Among the records below, find each line containing the word "StagedPackage" and copy it.

*** SUPPLIED DATA ***

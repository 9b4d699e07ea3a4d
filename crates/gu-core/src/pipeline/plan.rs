//! What an update changes on disk, derived from the staged packages.

use crate::operation::{Batch, ForwardPayload, Operation, OperationKind, UndoPayload};
use crate::platform::{BackupTarget, DriverBackup, DriverRegistrar};
use crate::source::PackageDescriptor;
use gu_common::SessionId;
use gu_config::FilterConfig;
use std::collections::{BTreeMap, BTreeSet};
use std::path::{Component, Path, PathBuf};
use tracing::{debug, warn};

/// Marker file recording the installed version.
pub const VERSION_MARKER: &str = ".general_update_version";

/// Directory inside a package holding driver files.
pub const DRIVERS_DIR: &str = "drivers";

/// A verified package unpacked into the staging area.
#[derive(Debug, Clone)]
pub struct StagedPackage {
    pub descriptor: PackageDescriptor,
    pub root: PathBuf,
}

#[derive(Debug, Clone)]
pub struct DriverInstall {
    pub name: String,
    pub source: PathBuf,
    /// Exported copy of the currently registered driver, when there is one.
    pub export_dir: Option<PathBuf>,
}

/// Merged effect of every staged package, later versions winning.
#[derive(Debug, Clone, Default)]
pub struct FilePlan {
    /// Relative install path to the staged file that replaces it.
    pub installs: BTreeMap<PathBuf, PathBuf>,
    /// Relative install paths to delete.
    pub removals: BTreeSet<PathBuf>,
    pub drivers: Vec<DriverInstall>,
}

/// Reject absolute paths and `..` so every plan entry stays in the install dir.
fn safe_relative(path: &Path) -> bool {
    !path.as_os_str().is_empty() && path.components().all(|c| matches!(c, Component::Normal(_)))
}

impl FilePlan {
    /// Merge staged packages in ascending version order.
    ///
    /// Entries `filter` excludes are neither installed nor removed, so they
    /// are never backed up either.
    pub fn build(
        staged: &[StagedPackage],
        marker: Option<&Path>,
        drivers: Option<(&DriverRegistrar, &str)>,
        filter: &FilterConfig,
    ) -> std::io::Result<Self> {
        let mut plan = FilePlan::default();
        for package in staged {
            for rel in &package.descriptor.remove {
                let rel = PathBuf::from(rel);
                if !safe_relative(&rel) {
                    warn!(package = %package.descriptor.name, path = %rel.display(), "ignoring unsafe removal");
                    continue;
                }
                if filter.is_excluded(&rel) {
                    debug!(package = %package.descriptor.name, path = %rel.display(), "removal filtered");
                    continue;
                }
                plan.installs.remove(&rel);
                plan.removals.insert(rel);
            }
            for rel in crate::platform::fs::list_files(&package.root)? {
                if filter.is_excluded(&rel) {
                    debug!(package = %package.descriptor.name, path = %rel.display(), "file filtered");
                    continue;
                }
                if let Some((registrar, dir)) = drivers {
                    if rel.starts_with(dir) {
                        let is_driver = registrar
                            .extension()
                            .is_some_and(|ext| rel.extension().is_some_and(|e| e == ext));
                        if is_driver {
                            let source = package.root.join(&rel);
                            let name = registrar.artifact_name(&source);
                            plan.drivers.retain(|d| d.name != name);
                            plan.drivers.push(DriverInstall {
                                name,
                                source,
                                export_dir: None,
                            });
                        }
                        continue;
                    }
                }
                plan.removals.remove(&rel);
                plan.installs.insert(rel.clone(), package.root.join(&rel));
            }
        }
        if let Some(marker) = marker {
            plan.installs.insert(PathBuf::from(VERSION_MARKER), marker.to_path_buf());
        }
        Ok(plan)
    }

    pub fn is_empty(&self) -> bool {
        self.installs.is_empty() && self.removals.is_empty() && self.drivers.is_empty()
    }

    /// Live files the update will overwrite or delete that exist now.
    pub fn backup_targets(&self, install_dir: &Path, backup_root: &Path) -> Vec<BackupTarget> {
        self.installs
            .keys()
            .chain(self.removals.iter())
            .filter(|rel| install_dir.join(rel).is_file())
            .map(|rel| BackupTarget {
                artifact_id: rel.to_string_lossy().into_owned(),
                live: install_dir.join(rel),
                backup: backup_root.join("files").join(rel),
            })
            .collect()
    }

    /// Export slots for drivers already registered with the host.
    pub fn driver_backups(&mut self, registrar: &DriverRegistrar, backup_root: &Path) -> Vec<DriverBackup> {
        let mut backups = Vec::new();
        for driver in &mut self.drivers {
            match registrar.is_registered(&driver.name) {
                Ok(true) => {
                    let export_dir = backup_root.join(DRIVERS_DIR).join(&driver.name);
                    driver.export_dir = Some(export_dir.clone());
                    backups.push(DriverBackup {
                        name: driver.name.clone(),
                        export_dir,
                    });
                }
                Ok(false) => {}
                Err(e) => warn!(driver = %driver.name, error = %e, "cannot query driver; not exported"),
            }
        }
        backups
    }

    /// The apply batch: deletions, then file installs, then drivers.
    pub fn apply_batch(&self, session: &SessionId, install_dir: &Path, backup_root: &Path) -> Batch {
        let mut batch = Batch::new("apply", session.clone());
        let undo_for = |rel: &Path| {
            let live = install_dir.join(rel);
            let backup = backup_root.join("files").join(rel);
            if live.is_file() {
                UndoPayload::RestoreFile { backup, target: live }
            } else {
                UndoPayload::RemoveFile { path: live }
            }
        };

        for rel in &self.removals {
            let live = install_dir.join(rel);
            if !live.is_file() {
                continue;
            }
            batch.push(Operation::new(
                OperationKind::Delete,
                rel.to_string_lossy(),
                ForwardPayload::RemoveFile { path: live },
                undo_for(rel),
            ));
        }
        for (rel, staged) in &self.installs {
            batch.push(Operation::new(
                OperationKind::Apply,
                rel.to_string_lossy(),
                ForwardPayload::CopyFile {
                    from: staged.clone(),
                    to: install_dir.join(rel),
                },
                undo_for(rel),
            ));
        }
        for driver in &self.drivers {
            batch.push(Operation::new(
                OperationKind::Install,
                format!("driver:{}", driver.name),
                ForwardPayload::RegisterArtifact {
                    name: driver.name.clone(),
                    source: driver.source.clone(),
                },
                UndoPayload::DeregisterArtifact {
                    name: driver.name.clone(),
                    reinstall: driver.export_dir.as_ref().map(|d| d.join(&driver.name)),
                },
            ));
        }
        batch
    }
}
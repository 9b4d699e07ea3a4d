//! Structured logging on stderr, as console text or JSON lines.
//!
//! stdout carries command payloads only.

pub mod config;
pub mod events;

pub use config::{LogConfig, LogFormat, LogLevel};
pub use events::{event_names, LogContext, Stage};

use std::io::IsTerminal;
use tracing_subscriber::filter::LevelFilter;
use tracing_subscriber::layer::SubscriberExt;
use tracing_subscriber::util::SubscriberInitExt;
use tracing_subscriber::fmt;

/// Install the global subscriber. Later calls keep the first one.
pub fn init_logging(config: &LogConfig) {
    let human = config.format == LogFormat::Human;
    let ansi = std::io::stderr().is_terminal();
    let stamped = (human && config.timestamps).then(|| {
        fmt::layer()
            .with_writer(std::io::stderr)
            .with_ansi(ansi)
    });
    let bare = (human && !config.timestamps).then(|| {
        fmt::layer()
            .with_writer(std::io::stderr)
            .with_ansi(ansi)
            .without_time()
    });
    let jsonl = (!human).then(|| {
        fmt::layer()
            .json()
            .flatten_event(true)
            .with_current_span(false)
            .with_writer(std::io::stderr)
    });

    let installed = tracing_subscriber::registry()
        .with(LevelFilter::from(config.level))
        .with(stamped)
        .with(bare)
        .with(jsonl)
        .try_init();
    if let Err(e) = installed {
        eprintln!("gu-core: log subscriber not installed: {}", e);
    }
}

/// Generate a unique run ID for this invocation.
pub fn generate_run_id() -> String {
    let uuid = uuid::Uuid::new_v4().simple().to_string();
    format!("run-{}", &uuid[..12])
}

/// Host identifier stamped into diagnostics and failure records.
///
/// Uses machine-id on Linux, falling back to a hostname digest.
pub fn get_host_id() -> String {
    if let Ok(id) = std::fs::read_to_string("/etc/machine-id") {
        let id = id.trim();
        if id.len() >= 8 {
            return format!("host-{}", &id[..8]);
        }
    }

    let hostname = std::env::var("HOSTNAME")
        .or_else(|_| std::env::var("COMPUTERNAME"))
        .ok();
    if let Some(hostname) = hostname {
        use sha2::{Digest, Sha256};
        let digest = hex::encode(Sha256::digest(hostname.as_bytes()));
        return format!("host-{}", &digest[..8]);
    }

    format!("host-{}", &uuid::Uuid::new_v4().simple().to_string()[..8])
}

/// Emit a tracing event whose target is a stable event name, tagged with
/// the correlation fields of a [`LogContext`].
///
/// ```ignore
/// log_event!(ctx, INFO, event_names::BACKUP_COMMITTED, Stage::Backup, "backup committed",
///     batch = 1, operations = 12);
/// ```
#[macro_export]
macro_rules! log_event {
    ($ctx:expr, $level:ident, $event:expr, $stage:expr, $msg:expr $(, $key:ident = $val:expr)*) => {
        tracing::event!(
            target: $event,
            tracing::Level::$level,
            run_id = %$ctx.run_id,
            session_id = ?$ctx.session_id,
            target_id = ?$ctx.target_id,
            stage = %$stage,
            $($key = $val,)*
            "{}", $msg
        )
    };
}

#[cfg(test)]
mod tests {
    use super::*;

    #[test]
    fn test_generate_run_id() {
        let id1 = generate_run_id();
        let id2 = generate_run_id();
        assert!(id1.starts_with("run-"));
        assert_eq!(id1.len(), 16);
        assert_ne!(id1, id2);
    }

    #[test]
    fn test_get_host_id() {
        let host_id = get_host_id();
        assert!(host_id.starts_with("host-"));
        assert!(host_id.len() >= 13);
    }

    #[test]
    fn test_log_event_macro_compiles() {
        let ctx = LogContext::new("run-test", "host-test").with_session_id("gu-x");
        log_event!(ctx, DEBUG, event_names::JOURNAL_PUSHED, Stage::Backup, "pushed", batch = 1u64);
        log_event!(ctx, WARN, event_names::FETCH_RETRY, Stage::Fetch, "retrying", attempt = 2u32);
    }
}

***

▸ **EXERCISE OUTPUT**:
pub struct StagedPackage {
        staged: &[StagedPackage],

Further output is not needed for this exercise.